What exactly does your study show?
Ana Vicedo: Our study indicates that ambient temperature could influence the risk of hospitalizations due to mental disorders. We were able to show that higher ambient temperatures are associated with an increased risk of hospitalization due to mental disorders. The study is based on daily admission figures of the University Psychiatric Hospital of Bern between 1973 and 2017, with a total number of nearly 90’000 hospitalizations. We combined this 45-year data series with high-resolution local temperature data.
Is the link between rising temperatures and the incidence of mental illness a new observation?
Marvin Bundo: Yes, recent epidemiological studies indicate that elevated ambient temperatures are associated with a higher risk of mental health outcomes such as hospitalizations, emergency room visits, and suicide. However, this study included nearly 90,000 mental health hospitalizations over a longer period of time compared to previous studies. To our knowledge, this is the first study to investigate this association in Europe and in a country with a temperate climate such as Switzerland.

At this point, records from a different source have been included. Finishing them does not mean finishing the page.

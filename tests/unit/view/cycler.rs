use super::*;

#[test]
fn cycles_through_styles_every_period() {
    let mut cycler = StyleCycler::new(LogoStyle::MarkOnly, DEFAULT_PERIOD, Duration::ZERO).unwrap();
    let mut rx = cycler.subscribe();

    assert_eq!(cycler.advance_to(Duration::from_millis(2999)), 0);
    assert!(!rx.has_changed().unwrap());

    let expected = [
        LogoStyle::Horizontal,
        LogoStyle::Stacked,
        LogoStyle::MarkOnly,
        LogoStyle::Horizontal,
    ];
    for (i, want) in expected.into_iter().enumerate() {
        let now = Duration::from_secs(3 * (i as u64 + 1));
        assert_eq!(cycler.advance_to(now), 1);
        assert!(rx.has_changed().unwrap());
        assert_eq!(*rx.borrow_and_update(), want);
    }
}

#[test]
fn catching_up_fires_every_missed_tick() {
    let mut cycler = StyleCycler::new(LogoStyle::MarkOnly, DEFAULT_PERIOD, Duration::ZERO).unwrap();
    let rx = cycler.subscribe();
    assert_eq!(cycler.advance_to(Duration::from_secs(7)), 2);
    assert_eq!(*rx.borrow(), LogoStyle::Stacked);
    assert_eq!(cycler.advance_to(Duration::from_secs(8)), 0);
}

#[test]
fn dropping_cycler_closes_channel() {
    let cycler = StyleCycler::new(LogoStyle::Stacked, DEFAULT_PERIOD, Duration::ZERO).unwrap();
    let rx = cycler.subscribe();
    assert!(rx.has_changed().is_ok());
    drop(cycler);
    assert!(rx.has_changed().is_err());
    assert_eq!(*rx.borrow(), LogoStyle::Stacked);
}

#[test]
fn publishing_without_subscribers_is_fine() {
    let mut cycler = StyleCycler::new(LogoStyle::MarkOnly, DEFAULT_PERIOD, Duration::ZERO).unwrap();
    cycler.advance_to(Duration::from_secs(3));
    assert_eq!(cycler.current(), LogoStyle::Horizontal);
}

#[test]
fn zero_period_is_rejected() {
    let err = StyleCycler::new(LogoStyle::MarkOnly, Duration::ZERO, Duration::ZERO).unwrap_err();
    assert!(matches!(err, LogoError::Validation(_)));
}
use std::path::{Path, PathBuf};

use crate::foundation::core::{Fps, FrameIndex};
use crate::foundation::error::{LogoError, LogoResult};
use crate::render::frame::FrameRGBA;

/// Configuration provided to a [`FrameSink`] at the start of a sequence.
#[derive(Debug, Clone, Copy, PartialEq, Eq)]
pub struct SinkConfig {
    /// Output width in pixels.
    pub width: u32,
    /// Output height in pixels.
    pub height: u32,
    /// Output frames-per-second.
    pub fps: Fps,
}

/// Sink contract for consuming rendered frames in timeline order.
///
/// Ordering contract: `push_frame` is called in strictly increasing `FrameIndex` order.
pub trait FrameSink: Send {
    /// Called once before any frames are pushed.
    fn begin(&mut self, cfg: SinkConfig) -> LogoResult<()>;
    /// Push one frame in strictly increasing timeline order.
    fn push_frame(&mut self, idx: FrameIndex, frame: &FrameRGBA) -> LogoResult<()>;
    /// Called once after the last frame is pushed.
    fn end(&mut self) -> LogoResult<()>;
}

/// In-memory sink for tests and debugging.
#[derive(Debug, Default)]
pub struct InMemorySink {
    cfg: Option<SinkConfig>,
    frames: Vec<(FrameIndex, FrameRGBA)>,
}

impl InMemorySink {
    /// Create a new in-memory sink.
    pub fn new() -> Self {
        Self::default()
    }

    /// Return the sink configuration captured in `begin`, if any.
    pub fn config(&self) -> Option<SinkConfig> {
        self.cfg
    }

    /// Borrow the captured frames.
    pub fn frames(&self) -> &[(FrameIndex, FrameRGBA)] {
        &self.frames
    }
}

impl FrameSink for InMemorySink {
    fn begin(&mut self, cfg: SinkConfig) -> LogoResult<()> {
        self.cfg = Some(cfg);
        self.frames.clear();
        Ok(())
    }

    fn push_frame(&mut self, idx: FrameIndex, frame: &FrameRGBA) -> LogoResult<()> {
        self.frames.push((idx, frame.clone()));
        Ok(())
    }

    fn end(&mut self) -> LogoResult<()> {
        Ok(())
    }
}

/// Writes each frame as `frame_NNNNN.png` (straight alpha) into a directory.
#[derive(Debug)]
pub struct PngSequenceSink {
    dir: PathBuf,
    cfg: Option<SinkConfig>,
    written: Vec<PathBuf>,
}

impl PngSequenceSink {
    /// Sink writing into `dir`; the directory is created in `begin`.
    pub fn new(dir: impl Into<PathBuf>) -> Self {
        Self {
            dir: dir.into(),
            cfg: None,
            written: Vec::new(),
        }
    }

    /// Output directory.
    pub fn dir(&self) -> &Path {
        &self.dir
    }

    /// Files written so far, in frame order.
    pub fn written(&self) -> &[PathBuf] {
        &self.written
    }

    /// File name used for frame `idx`.
    pub fn file_name(idx: FrameIndex) -> String {
        format!("frame_{:05}.png", idx.0)
    }
}

impl FrameSink for PngSequenceSink {
    fn begin(&mut self, cfg: SinkConfig) -> LogoResult<()> {
        std::fs::create_dir_all(&self.dir)?;
        self.cfg = Some(cfg);
        self.written.clear();
        Ok(())
    }

    fn push_frame(&mut self, idx: FrameIndex, frame: &FrameRGBA) -> LogoResult<()> {
        let cfg = self
            .cfg
            .ok_or_else(|| LogoError::validation("PngSequenceSink: push_frame before begin"))?;
        if frame.width != cfg.width || frame.height != cfg.height {
            return Err(LogoError::validation(format!(
                "PngSequenceSink: frame is {}x{}, expected {}x{}",
                frame.width, frame.height, cfg.width, cfg.height
            )));
        }
        let path = self.dir.join(Self::file_name(idx));
        write_png(&path, frame)?;
        self.written.push(path);
        Ok(())
    }

    fn end(&mut self) -> LogoResult<()> {
        tracing::debug!(dir = %self.dir.display(), frames = self.written.len(), "png sequence written");
        Ok(())
    }
}

/// Write one frame to `path` as an RGBA PNG.
pub fn write_png(path: &Path, frame: &FrameRGBA) -> LogoResult<()> {
    let img = image::RgbaImage::from_raw(frame.width, frame.height, frame.to_straight_rgba8())
        .ok_or_else(|| LogoError::render("invalid rgba buffer size"))?;
    img.save(path)
        .map_err(|e| LogoError::render(format!("write png '{}': {e}", path.display())))
}

#[cfg(test)]
#[path = "../../tests/unit/encode/sink.rs"]
mod tests;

What does medicine already know about the link between heat stress and mental illness?
Thomas Müller: We know that people with mental disorders are fundamentally more vulnerable to various stressors. They are less able to cope with heat, and there are also indications that patients with psychoses, for example, are more sensitive to heat on the one hand due to their illness, but also due to the medication they take. All in all, this leads to an increased risk of new episodes of the disease or a worsening of the condition.
There also seems to be a connection between rising temperatures and the frequency of suicides ...
Thomas Müller: Yes. There is evidence from some studies that the risk of suicide or suicide attempts increases during periods of unusual heat. One of these studies was able to demonstrate this influence in suicides in different countries and cities, including 8 cities in Switzerland. Other studies give indications of an increased risk of suicide attempts. And our own, but yet unpublished study, also find an indication of this in Switzerland.
Your study states that heat does not have the same negative effect on all mental illnesses ...
Marvin Bundo: The association seems to be influenced by the psychiatric sub diagnosis. Patients with developmental disorders and schizophrenia seemed to be most affected in this study. This finding can be explained, for example, due to the fact that many patients with developmental disorders – for example autism - can be hyposensitive to external environmental hazards such as extreme temperatures. Furthermore, heat has been shown to inhibit learning in schools and could, therefore, worsen further the condition of children with learning disabilities.
Couldn't other reasons than rising temperatures be responsible for the increase in admissions of psychiatric patients?
Ana Vicedo: We used the state-of-the-art methods in climate change epidemiology to provide robust conclusions on the role of ambient temperature. In particular, factors changing in time at a slower peace such as changes in hospitalization rates would not affect our estimates since their influence is removed by the design of the study. Likewise, we argue that our findings are not biased by other environmental factors, such as other weather conditions or air pollution, since in our analysis these variables seemed to not confound the association.
You call for psychiatric patients, as a vulnerable population group, to be better protected from the consequences of climate change. What does that mean in concrete terms?
Thomas Müller: Patients with mental illnesses are, as already mentioned, more vulnerable. They have fewer resources to protect themselves against stressors. We must therefore ensure that people with these illnesses in particular can be better protected during heat waves. Nowadays, the focus during heat waves is on the elderly. We need to extend this to people with mental illnesses. And we need to study the link between this vulnerability and mental disorders more specifically and intensively.
What is new about your study is not least that it was carried out in cooperation between climatologists and experts in epidemiology, psychiatry. How exactly did this cooperation take place?
Thomas Müller: The collaboration was exciting in every respect. It arose from my observation of conspicuous accumulations in connection with unusual weather patterns of admissions or empty beds in the University Psychiatric Services in Bern. Ultimately, this led to contact with the team of climatologists and epidemiologists. A truly translational approach with a view beyond one's own disciplines ...
Ana Vicedo: ... The collaboration was exciting in every respect. It arose from my observation of conspicuous accumulations in connection with unusual weather patterns of admissions or empty beds in the University Psychiatric Services in Bern. Ultimately, this led to contact with the team of climatologists and epidemiologists. A truly translational approach with a view beyond one's own disciplines.
About the interviewees
Dr. Ana M. Vicedo-Cabrera is an environmental epidemiologist who leads the research group on Climate Change and Health, jointly established by the OCCR and the Institute for Social and Preventive Medicine at the University of Bern.
Marvin Bundo is a Ph.D. student in the research group on Climate Change and Health. His doctoral thesis focuses on the effects of climate change on mental health in Switzerland.
Prof. Dr. med. Thomas Mülleris a Professor of Psychiatry at the Medical faculty of the University of Bern. He was the head of Outpatient Department of the University Hospital of Psychiatry and is now the Medical Director at Privatklinik Meiringen.